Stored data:
——————
impl<'a> Parser<'a> {
    /// Create a parser; a leading byte-order mark is skipped
    fn new(text: &'a str, validation: ValidationLevel) -> Self {
        Self {
            text: text.strip_prefix('\u{feff}').unwrap_or(text),
            pos: 0,
            depth: 0,
            checked: validation.is_checked(),
        }
    }

    /// Parse one value and, when checked, require nothing but whitespace after it
    fn parse_document(mut self) -> Result<Value, JsonError> {
        let value = self.parse_value()?;
        self.skip_whitespace();
        if self.checked && self.pos < self.text.len() {
            return Err(JsonError::TrailingContent { offset: self.pos });
        }
        Ok(value)
    }

    fn bytes(&self) -> &'a [u8] {
        self.text.as_bytes()
    }

    fn peek(&self) -> Option<u8> {
        self.bytes().get(self.pos).copied()
    }

    fn skip_whitespace(&mut self) {
        while matches!(self.peek(), Some(b' ' | b'\t' | b'\r' | b'\n')) {
            self.pos += 1;
        }
    }

    fn skip_digits(&mut self) -> usize {
        let start = self.pos;
        while matches!(self.peek(), Some(b'0'..=b'9')) {
            self.pos += 1;
        }
        self.pos - start
    }

    fn unexpected(&self, expected: &'static str) -> JsonError {
        match self.text.get(self.pos..).and_then(|rest| rest.chars().next()) {
            Some(found) => JsonError::UnexpectedChar {
                found,
                offset: self.pos,
                expected,
            },
            None => JsonError::UnexpectedEnd { expected },
        }
    }

    fn parse_value(&mut self) -> Result<Value, JsonError> {
        self.skip_whitespace();
        match self.peek() {
            Some(b'{') => self.nested(Self::parse_object).map(Value::Object),
            Some(b'[') => self.nested(Self::parse_array).map(Value::Array),
            Some(b'"') => self.parse_string().map(Value::String),
            Some(b't') => self.parse_literal("true", Value::Bool(true)),
            Some(b'f') => self.parse_literal("false", Value::Bool(false)),
            Some(b'n') => self.parse_literal("null", Value::Null),
            Some(b'-' | b'0'..=b'9') => self.parse_number().map(Value::Number),
            _ => Err(self.unexpected("a value")),
        }
    }

    fn nested<T>(&mut self, parse: impl FnOnce(&mut Self) -> Result<T, JsonError>) -> Result<T, JsonError> {
        if self.depth >= MAX_DEPTH {
            return Err(JsonError::TooDeep { offset: self.pos });
        }
        self.depth += 1;
        let result = parse(self);
        self.depth -= 1;
        result
    }

    fn parse_literal(&mut self, word: &'static str, value: Value) -> Result<Value, JsonError> {
        if self.text.get(self.pos..).is_some_and(|rest| rest.starts_with(word)) {
            self.pos += word.len();
            Ok(value)
        } else {
            Err(self.unexpected(word))
        }
    }

    fn parse_object(&mut self) -> Result<Object, JsonError> {
        self.pos += 1;
        let mut object = Object::new();
        self.skip_whitespace();
        if self.peek() == Some(b'}') {
            self.pos += 1;
            return Ok(object);
        }

        loop {
            self.skip_whitespace();
            if self.peek() != Some(b'"') {
                return Err(self.unexpected("an object key"));
            }
            let key = self.parse_string()?;

            self.skip_whitespace();
            if self.peek() == Some(b':') {
                self.pos += 1;
            } else if self.checked {
                return Err(self.unexpected("':'"));
            }

            let value = self.parse_value()?;
            object.insert(key, value);

            self.skip_whitespace();
            match self.peek() {
                Some(b',') => {
                    self.pos += 1;
                    if !self.checked {
                        self.skip_whitespace();
                        if self.peek() == Some(b'}') {
                            self.pos += 1;
                            return Ok(object);
                        }
                    }
                }
                Some(b'}') => {
                    self.pos += 1;
                    return Ok(object);
                }
                Some(_) if !self.checked => {}
                _ => return Err(self.unexpected("',' or '}'")),
            }
        }
    }

    fn parse_array(&mut self) -> Result<Vec<Value>, JsonError> {
        self.pos += 1;
        let mut values = Vec::new();
        self.skip_whitespace();
        if self.peek() == Some(b']') {
            self.pos += 1;
            return Ok(values);
        }

        loop {
            values.push(self.parse_value()?);

            self.skip_whitespace();
            match self.peek() {
                Some(b',') => {
                    self.pos += 1;
                    if !self.checked {
                        self.skip_whitespace();
                        if self.peek() == Some(b']') {
                            self.pos += 1;
                            return Ok(values);
                        }
                    }
                }
                Some(b']') => {
                    self.pos += 1;
                    return Ok(values);
                }
                Some(_) if !self.checked => {}
                _ => return Err(self.unexpected("',' or ']'")),
            }
        }
    }

    fn parse_string(&mut self) -> Result<String, JsonError> {
        let start = self.pos;
        self.pos += 1;
        let mut buf = Vec::new();

        loop {
            let Some(byte) = self.peek() else {
                return Err(JsonError::UnexpectedEnd {
                    expected: "closing '\"'",
                });
            };
            match byte {
                b'"' => {
                    self.pos += 1;
                    break;
                }
                b'\\' => {
                    self.pos += 1;
                    self.parse_escape(&mut buf)?;
                }
                0x00..=0x1f if self.checked => return Err(self.unexpected("a string character")),
                _ => {
                    buf.push(byte);
                    self.pos += 1;
                }
            }
        }

        // Only ASCII bytes are consumed as syntax, so multi-byte sequences arrive whole.
        String::from_utf8(buf).map_err(|_| JsonError::InvalidUnicode { offset: start })
    }

    fn parse_escape(&mut self, buf: &mut Vec<u8>) -> Result<(), JsonError> {
        let offset = self.pos;
        let Some(byte) = self.peek() else {
            return Err(JsonError::UnexpectedEnd {
                expected: "an escape character",
            });
        };
        self.pos += 1;

        let decoded = match byte {
            b'"' => '"',
            b'\\' => '\\',
            b'/' => '/',
            b'b' => '\u{8}',
            b'f' => '\u{c}',
            b'n' => '\n',
            b'r' => '\r',
            b't' => '\t',
            b'u' => self.parse_unicode_escape(offset)?,
            other if self.checked => {
                return Err(JsonError::InvalidEscape {
                    found: char::from(other),
                    offset,
                })
            }
            other => {
                buf.push(other);
                return Ok(());
            }
        };

        let mut utf8 = [0; 4];
        buf.extend_from_slice(decoded.encode_utf8(&mut utf8).as_bytes());
        Ok(())
    }

    fn read_hex4(&mut self) -> Option<u16> {
        let digits = self.bytes().get(self.pos..self.pos + 4)?;
        if !digits.iter().all(u8::is_ascii_hexdigit) {
            return None;
        }
        let code = digits
            .iter()
            .fold(0u16, |acc, &d| (acc << 4) | u16::from(hex_value(d)));
        self.pos += 4;
        Some(code)
    }

    fn parse_unicode_escape(&mut self, offset: usize) -> Result<char, JsonError> {
        let Some(high) = self.read_hex4() else {
            if self.checked {
                return Err(JsonError::InvalidUnicode { offset });
            }
            let mut skipped = 0;
            while skipped < 4 && self.peek().is_some_and(|b| b.is_ascii_alphanumeric()) {
                self.pos += 1;
                skipped += 1;
            }
            return Ok(char::REPLACEMENT_CHARACTER);
        };

        match high {
            0xD800..=0xDBFF => {
                if self.bytes().get(self.pos..self.pos + 2) == Some(b"\\u".as_slice()) {
                    let resume = self.pos;
                    self.pos += 2;
                    if let Some(low @ 0xDC00..=0xDFFF) = self.read_hex4() {
                        let code = 0x10000
                            + ((u32::from(high) - 0xD800) << 10)
                            + (u32::from(low) - 0xDC00);
                        return char::from_u32(code).ok_or(JsonError::InvalidUnicode { offset });
                    }
                    self.pos = resume;
                }
                self.lone_surrogate(offset)
            }
            0xDC00..=0xDFFF => self.lone_surrogate(offset),
            code => char::from_u32(u32::from(code)).ok_or(JsonError::InvalidUnicode { offset }),
        }
    }

    const fn lone_surrogate(&self, offset: usize) -> Result<char, JsonError> {
        if self.checked {
            Err(JsonError::InvalidUnicode { offset })
        } else {
            Ok(char::REPLACEMENT_CHARACTER)
        }
    }

    fn parse_number(&mut self) -> Result<Number, JsonError> {
        let start = self.pos;
        let negative = self.peek() == Some(b'-');
        if negative {
            self.pos += 1;
        }
        let int_digits = self.skip_digits();

        let mut well_formed = int_digits > 0;
        let mut fraction = false;
        let mut exponent = false;

        if self.peek() == Some(b'.') {
            self.pos += 1;
            fraction = true;
            well_formed &= self.skip_digits() > 0;
        }
        if matches!(self.peek(), Some(b'e' | b'E')) {
            self.pos += 1;
            exponent = true;
            if matches!(self.peek(), Some(b'+' | b'-')) {
                self.pos += 1;
            }
            well_formed &= self.skip_digits() > 0;
        }
        if matches!(self.peek(), Some(b) if b.is_ascii_alphanumeric() || b == b'.') {
            well_formed = false;
        }

        let text: &'a str = self.text;
        let body = text.get(start..self.pos).unwrap_or_default();
        let invalid = || JsonError::InvalidNumber {
            text: body.to_string(),
            offset: start,
        };
        if self.checked && !well_formed {
            return Err(invalid());
        }

        if exponent {
            body.parse().map(Number::Exponential).map_err(|_| invalid())
        } else if fraction {
            body.parse().map(Number::Float).map_err(|_| invalid())
        } else if negative {
            let value: i64 = body.parse().map_err(|_| invalid())?;
            Ok(if value == 0 {
                Number::Unsigned(0)
            } else {
                Number::Negative(value)
            })
        } else {
            body.parse().map(Number::Unsigned).map_err(|_| invalid())
        }
    }
}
——————
Using the records above, gather all lines where the string "push" is present.

TASK OUTPUT
            values.push(self.parse_value()?);
                    buf.push(byte);
                buf.push(other);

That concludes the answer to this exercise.